11 thoughts on “Vix Below Low Redux

  1. Quantocracy's Daily Wrap for 05/09/2017 | Quantocracy

  2. The expected mean rate (red line) in your graph above mirrors almost exactly the current term structure (see vixcentral.com). Buying volatility now via futures or ETFs ( the VIX index itself is not investable and all volatility products are priced off the VIX futures ) gives someone no inherent apriori advantage. Nice example of (almost) efficient markets working.
    This obviously does not mean that a “Buy” at the current levels can not be profitable, it only shows that you have no edge by going long volatility solely based on the fact that the VIX is below 10.

  3. Couldn’t agree more with you on this.

    “From what I read from the web, people are piling into short vol strategies on an escalating scale. I suspect unwinding of that trade will be rather brutal. I wish good luck to every short vol trader out there and don’t forget to wear a helmet :)”.

    This is my feeling also. But if the short vol trade signal is daily, the trader will do ok. The unwinding will be brutal. As your post stated.

    Thanks for your works & post your codes.
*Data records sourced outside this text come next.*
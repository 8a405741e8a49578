//! Semantic analysis: name resolution and type checking.
//!
//! Both passes accumulate diagnostics and always finish their walk; the
//! driver checks the error flag between phases, not the passes themselves.

pub mod resolve;
pub mod symbol_table;
pub mod type_check;
pub mod types;

#[cfg(test)]
mod symbol_table_tests;
#[cfg(test)]
mod type_check_tests;

pub use resolve::{Resolutions, Resolved, resolve};
pub use symbol_table::{
    FieldsId, FnData, ScopeError, SymId, SymKind, Symbol, SymbolTable, Symbols,
};
pub use type_check::{ExpTypes, check};
pub use types::Ty;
  4. Just to add some thoughts:

    “The unwinding will be brutal.” Yes, when the time is right to unwinding the short vol trade. The time is not today or next week. It may take several more weeks or months. It is more linked to global or US macro trade, especially linked to S&P 500. The unwinding sentiment is not there yet. This is my opinion.

  5. Hi Helmuth and thanks for pitching in
    I agree, one (rational?) way of looking at it is that going long volatility only makes sense when vol is high or in backwardation, its the only time long vix etn’s have some backwind. However buying cheap and selling dear is tempting as always. With the mean (red line) i was just trying to see how vix has “behaved” after closing below 10. Buying long vol etn’s does not make sense here since vix can stay below 10 but the futures they keep on converging to spot and hit vxx where it hurts

  6. yeah, by unwinding i meant a longer term process, not a single event. If anything a single volatility event will entice even more people to the short vol trade. If the short vol trade is to unwind, a prolonged correction is in order. By butal, im thinking xiv pullback in excess of 50%

  7. Normally the SPY and XIV has approximately 1 to 5 relationship. For XIV to cut in half (down 50%), you imply to SPY to down 10% or more in the coming future – “a prolonged correction” indeed. Thanks for your post codes.

  8. You are right about everyone becoming a vol seller these days. Artemis Capital has been referring to them as volatility “tourists”. Consultants have successfully convinced pension funds (big money investors) to do do cash secured index put selling using their short-duration t-bonds as the cash component which contributes to compressed VIX. I particularly appreciate your Python code here it’s very helpful and I look forward to more of your posts. Frank

  9. We just experienced an explosive and fast VIX move today.
    I believe today is one of largest Close to Close spikes in Vix in term of 46.3%.